The indexed token argument is stored in topics[2] because topics[1] is reserved for the event selector. Inside data, the first three 32-byte slots are offsets into the ABI tail where the bytes for name, symbol, and currency live. The helper lambda abi_u32 converts the last 4 bytes of a 32-byte ABI word into an integer offset, abi_offset reads one of those pointer slots, and abi_string follows the pointer, reads the string length word, and then slices out the string bytes.

Once this view exists, querying TIP-20 token metadata becomes a simple primary-key lookup on a much smaller table:

SELECT
    lower(hex(token)) AS token,
    name,
    symbol,
    currency,
    lower(hex(quote_token)) AS quote_token,
    lower(hex(admin)) AS admin,
    lower(hex(salt)) AS salt,
    block_number
FROM tip20_tokens
WHERE is_deleted = 0
ORDER BY block_number DESC
LIMIT 10;

Backfilling this table is also reasonably fast because the chain data is already indexed. In our case, backfilling tip20_tokens wrote about 11.94 million rows in 3 minutes 22 seconds.

Here is the final picture of all tables after ingesting the full Tempo testnet chain and building all materialized views. The base tables (txs, logs, blocks) hold the raw chain data while logs_by_topic0 and tip20_tokens are the materialized views. Note that logs_by_topic0 covers all 2.41 billion log rows but only weighs 5.84 GB on disk (less than a sixth of the 35.4 GB base logs table) because it stores only the columns needed for address and topic lookups.

Final table sizes and row counts

Conclusion

At this scale, ClickHouse performance is less about any single feature and more about choosing the right tradeoff for each layer of the system. On the ingestion side, batching and efficient wire formats keep write throughput high. On the storage side, choosing compression-friendly types and sort keys keeps disk usage low without sacrificing write speed. On the query side, the same sort key that is ideal for storage will not always be ideal for every access pattern, which is where materialized views become useful.

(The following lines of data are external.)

//! Unit tests for the BookmarkManager public API.
//!
//! These tests exercise bookmark CRUD, search and the icon-file transitions
//! through the `BookmarkManagerTrait` interface, backed by a temporary data
//! directory.

use std::fs;

use tempfile::TempDir;

use navdesk::config::NavdeskConfig;
use navdesk::managers::asset_manager::AssetManager;
use navdesk::managers::bookmark_manager::{BookmarkManager, BookmarkManagerTrait};
use navdesk::managers::category_manager::{CategoryManager, CategoryManagerTrait};
use navdesk::storage::{JsonStore, Repository};
use navdesk::types::bookmark::{BookmarkFilter, BookmarkInput};
use navdesk::types::category::CategoryInput;
use navdesk::types::errors::{NavError, ValidationReason};
use navdesk::types::user::Actor;

struct Fixture {
    store: JsonStore,
    assets: AssetManager,
    cat_a: String,
    cat_b: String,
    _tmp: TempDir,
}

/// Helper: a data directory with categories A (`dirA`) and B (`dirB`).
fn setup() -> Fixture {
    let tmp = TempDir::new().expect("Failed to create temp dir");
    let store = JsonStore::new(tmp.path());
    store.init().unwrap();
    let assets = AssetManager::new(&NavdeskConfig::with_data_root(tmp.path()));

    let mut categories = CategoryManager::new(&store, &assets);
    let mut make = |name: &str, dir: &str| {
        categories
            .create_category(
                &CategoryInput {
                    name: name.to_string(),
                    icon: "fa-folder".to_string(),
                    upload_dir: dir.to_string(),
                    sort: 0,
                },
                &admin(),
            )
            .unwrap()
            .id
    };
    let cat_a = make("A", "dirA");
    let cat_b = make("B", "dirB");

    Fixture {
        store,
        assets,
        cat_a,
        cat_b,
        _tmp: tmp,
    }
}

fn admin() -> Actor {
    Actor::new("admin", "admin")
}

fn input(name: &str, category: &str) -> BookmarkInput {
    BookmarkInput {
        name: name.to_string(),
        url: format!("https://{}.example.com", name.to_lowercase()),
        category: category.to_string(),
        ..BookmarkInput::default()
    }
}

fn put_icon(assets: &AssetManager, dir: &str, file: &str) -> String {
    let path = assets.uploads_root().join(dir);
    fs::create_dir_all(&path).unwrap();
    fs::write(path.join(file), b"png").unwrap();
    format!("/uploads/{}/{}", dir, file)
}

// ─── Create ───

#[test]
fn test_create_applies_defaults() {
    let fx = setup();
    let mut mgr = BookmarkManager::new(&fx.store, &fx.assets);

    let created = mgr.create_bookmark(&input("Rust", &fx.cat_a), &admin()).unwrap();

    assert!(created.id.starts_with("bookmark_"));
    assert_eq!(created.icon, "/favicon.ico");
    assert!(created.tags.is_empty());
    assert_eq!(created.sort, 1);
    assert!(created.updated_at.is_none());
}

#[test]
fn test_create_sort_follows_category_count() {
    let fx = setup();
    let mut mgr = BookmarkManager::new(&fx.store, &fx.assets);
    for name in ["One", "Two", "Three"] {
        mgr.create_bookmark(&input(name, &fx.cat_a), &admin()).unwrap();
    }
    mgr.create_bookmark(&input("Other", &fx.cat_b), &admin()).unwrap();

    let fourth = mgr.create_bookmark(&input("Four", &fx.cat_a), &admin()).unwrap();
    assert_eq!(fourth.sort, 4);
}

#[test]
fn test_create_accepts_all_category() {
    let fx = setup();
    let mut mgr = BookmarkManager::new(&fx.store, &fx.assets);
    let created = mgr.create_bookmark(&input("Loose", "all"), &admin()).unwrap();
    assert_eq!(created.category, "all");
}

#[test]
fn test_create_rejects_bad_url() {
    let fx = setup();
    let mut mgr = BookmarkManager::new(&fx.store, &fx.assets);
    let mut req = input("Broken", &fx.cat_a);
    req.url = "not a url".to_string();

    let err = mgr.create_bookmark(&req, &admin()).unwrap_err();
    assert!(matches!(err, NavError::Validation(ValidationReason::BadUrl(_))));
    assert!(fx.store.load_bookmarks().unwrap().is_empty());
}

#[test]
fn test_create_rejects_unknown_category() {
    let fx = setup();
    let mut mgr = BookmarkManager::new(&fx.store, &fx.assets);
    let err = mgr.create_bookmark(&input("Rust", "cat_missing"), &admin()).unwrap_err();
    assert!(matches!(
        err,
        NavError::Validation(ValidationReason::UnknownCategory(_))
    ));
}

#[test]
fn test_create_rejects_duplicate_name_in_same_category_only() {
    let fx = setup();
    let mut mgr = BookmarkManager::new(&fx.store, &fx.assets);
    mgr.create_bookmark(&input("Rust", &fx.cat_a), &admin()).unwrap();

    let err = mgr.create_bookmark(&input("Rust", &fx.cat_a), &admin()).unwrap_err();
    assert!(matches!(err, NavError::Validation(ValidationReason::DuplicateName(_))));

    assert!(mgr.create_bookmark(&input("Rust", &fx.cat_b), &admin()).is_ok());
}

// ─── Read ───

#[test]
fn test_listing_orders_by_sort_then_creation() {
    let fx = setup();
    let mut mgr = BookmarkManager::new(&fx.store, &fx.assets);
    let mut late = input("Late", &fx.cat_a);
    late.sort = 5;
    let mut tie_first = input("TieFirst", &fx.cat_a);
    tie_first.sort = 2;
    let mut tie_second = input("TieSecond", &fx.cat_a);
    tie_second.sort = 2;
    for req in [&late, &tie_first, &tie_second] {
        mgr.create_bookmark(req, &admin()).unwrap();
    }

    let names: Vec<String> = mgr
        .list_by_category(&fx.cat_a)
        .unwrap()
        .into_iter()
        .map(|b| b.name)
        .collect();
    assert_eq!(names, vec!["TieFirst", "TieSecond", "Late"]);
}

#[test]
fn test_search_matches_name_description_and_tags() {
    let fx = setup();
    let mut mgr = BookmarkManager::new(&fx.store, &fx.assets);
    let mut by_desc = input("Docs", &fx.cat_a);
    by_desc.description = "The RUST book".to_string();
    let mut by_tag = input("Crates", &fx.cat_b);
    by_tag.tags = Some(vec!["rust".to_string(), "registry".to_string()]);
    mgr.create_bookmark(&input("RustLang", &fx.cat_a), &admin()).unwrap();
    mgr.create_bookmark(&by_desc, &admin()).unwrap();
    mgr.create_bookmark(&by_tag, &admin()).unwrap();
    mgr.create_bookmark(&input("Go", &fx.cat_a), &admin()).unwrap();

    assert_eq!(mgr.search_bookmarks("Rust").unwrap().len(), 3);
    assert_eq!(mgr.search_bookmarks("").unwrap().len(), 4);

    let filtered = mgr
        .list_bookmarks(&BookmarkFilter {
            category: Some(fx.cat_a.clone()),
            keyword: Some("rust".to_string()),
        })
        .unwrap();
    assert_eq!(filtered.len(), 2);

    let everything = mgr
        .list_bookmarks(&BookmarkFilter {
            category: Some("all".to_string()),
            keyword: None,
        })
        .unwrap();
    assert_eq!(everything.len(), 4);
}

#[test]
fn test_get_unknown_is_not_found() {
    let fx = setup();
    let mgr = BookmarkManager::new(&fx.store, &fx.assets);
    assert!(matches!(
        mgr.get_bookmark("bookmark_missing"),
        Err(NavError::NotFound { .. })
    ));
}

// ─── Update and icon transitions ───

#[test]
fn test_category_change_moves_icon_once() {
    let fx = setup();
    let mut mgr = BookmarkManager::new(&fx.store, &fx.assets);
    let icon = put_icon(&fx.assets, "dirA", "x.png");
    let mut req = input("Rust", &fx.cat_a);
    req.icon = icon.clone();
    let created = mgr.create_bookmark(&req, &admin()).unwrap();

    req.category = fx.cat_b.clone();
    req.sort = created.sort;
    let updated = mgr.update_bookmark(&created.id, &req, &admin()).unwrap();

    assert_eq!(updated.icon, "/uploads/dirB/x.png");
    assert!(!fx.assets.uploads_root().join("dirA/x.png").exists());
    assert!(fx.assets.uploads_root().join("dirB/x.png").is_file());
    assert!(updated.updated_at.is_some());
    assert_eq!(fx.store.load_bookmarks().unwrap()[0].icon, "/uploads/dirB/x.png");
}

#[test]
fn test_category_change_with_new_local_icon_relocates_old_file() {
    let fx = setup();
    let mut mgr = BookmarkManager::new(&fx.store, &fx.assets);
    let old_icon = put_icon(&fx.assets, "dirA", "old.png");
    let new_icon = put_icon(&fx.assets, "dirA", "new.png");
    let mut req = input("Rust", &fx.cat_a);
    req.icon = old_icon;
    let created = mgr.create_bookmark(&req, &admin()).unwrap();

    req.icon = new_icon;
    req.category = fx.cat_b.clone();
    let updated = mgr.update_bookmark(&created.id, &req, &admin()).unwrap();

    // The old file follows the bookmark; the freshly uploaded one stays put.
    assert_eq!(updated.icon, "/uploads/dirB/old.png");
    assert!(fx.assets.uploads_root().join("dirB/old.png").is_file());
    assert!(!fx.assets.uploads_root().join("dirA/old.png").exists());
    assert!(fx.assets.uploads_root().join("dirA/new.png").is_file());
    assert!(!fx.assets.uploads_root().join("dirB/new.png").exists());
    assert_eq!(mgr.get_bookmark(&created.id).unwrap().icon, "/uploads/dirB/old.png");
}

#[test]
fn test_same_category_icon_replacement_leaves_old_file() {
    let fx = setup();
    let mut mgr = BookmarkManager::new(&fx.store, &fx.assets);
    let old_icon = put_icon(&fx.assets, "dirA", "old.png");
    let new_icon = put_icon(&fx.assets, "dirA", "new.png");
    let mut req = input("Rust", &fx.cat_a);
    req.icon = old_icon;
    let created = mgr.create_bookmark(&req, &admin()).unwrap();

    req.icon = new_icon.clone();
    let updated = mgr.update_bookmark(&created.id, &req, &admin()).unwrap();

    // Removing the old file is the upload step's job, not the update's.
    assert_eq!(updated.icon, new_icon);
    assert!(fx.assets.uploads_root().join("dirA/old.png").is_file());
}

#[test]
fn test_switching_to_external_icon_deletes_local_file() {
    let fx = setup();
    let mut mgr = BookmarkManager::new(&fx.store, &fx.assets);
    let old_icon = put_icon(&fx.assets, "dirA", "old.png");
    let mut req = input("Rust", &fx.cat_a);
    req.icon = old_icon;
    let created = mgr.create_bookmark(&req, &admin()).unwrap();

    req.icon = "https://cdn.example.com/rust.png".to_string();
    let updated = mgr.update_bookmark(&created.id, &req, &admin()).unwrap();

    assert_eq!(updated.icon, "https://cdn.example.com/rust.png");
    assert!(!fx.assets.uploads_root().join("dirA/old.png").exists());
}

#[test]
fn test_update_clearing_icon_stores_default() {
    let fx = setup();
    let mut mgr = BookmarkManager::new(&fx.store, &fx.assets);
    let mut req = input("Rust", &fx.cat_a);
    req.icon = "https://cdn.example.com/rust.png".to_string();
    let created = mgr.create_bookmark(&req, &admin()).unwrap();

    req.icon = String::new();
    let updated = mgr.update_bookmark(&created.id, &req, &admin()).unwrap();
    assert_eq!(updated.icon, "/favicon.ico");
}

#[test]
fn test_update_stores_sort_as_given() {
    let fx = setup();
    let mut mgr = BookmarkManager::new(&fx.store, &fx.assets);
    let created = mgr.create_bookmark(&input("Rust", &fx.cat_a), &admin()).unwrap();

    let updated = mgr
        .update_bookmark(&created.id, &input("Rust", &fx.cat_a), &admin())
        .unwrap();
    assert_eq!(updated.sort, 0);
}

// ─── Delete ───

#[test]
fn test_delete_removes_record_and_local_icon() {
    let fx = setup();
    let mut mgr = BookmarkManager::new(&fx.store, &fx.assets);
    let icon = put_icon(&fx.assets, "dirA", "x.png");
    let mut req = input("Rust", &fx.cat_a);
    req.icon = icon;
    let created = mgr.create_bookmark(&req, &admin()).unwrap();

    let removed = mgr.delete_bookmark(&created.id, &admin()).unwrap();

    assert_eq!(removed.id, created.id);
    assert!(fx.store.load_bookmarks().unwrap().is_empty());
    assert!(!fx.assets.uploads_root().join("dirA/x.png").exists());
}

#[test]
fn test_delete_with_external_icon_touches_no_files() {
    let fx = setup();
    let mut mgr = BookmarkManager::new(&fx.store, &fx.assets);
    let keep = put_icon(&fx.assets, "dirA", "keep.png");
    let mut req = input("Rust", &fx.cat_a);
    req.icon = "https://cdn.example.com/uploads/dirA/keep.png".to_string();
    let created = mgr.create_bookmark(&req, &admin()).unwrap();

    mgr.delete_bookmark(&created.id, &admin()).unwrap();

    assert!(fx.assets.local_path(&keep).unwrap().is_file());
}

#[test]
fn test_delete_unknown_is_not_found() {
    let fx = setup();
    let mut mgr = BookmarkManager::new(&fx.store, &fx.assets);
    assert!(matches!(
        mgr.delete_bookmark("bookmark_missing", &admin()),
        Err(NavError::NotFound { .. })
    ));
}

The practical lesson is that we should not try to force one table layout to serve every query equally well. A primary table such as logs can be optimized for compression and ingestion, while narrower materialized views such as logs_by_topic0 or fully decoded tables such as tip20_tokens can be optimized for specific high-value queries. That separation lets us keep the base dataset compact and flexible while still making common product and analytics queries fast enough to run interactively.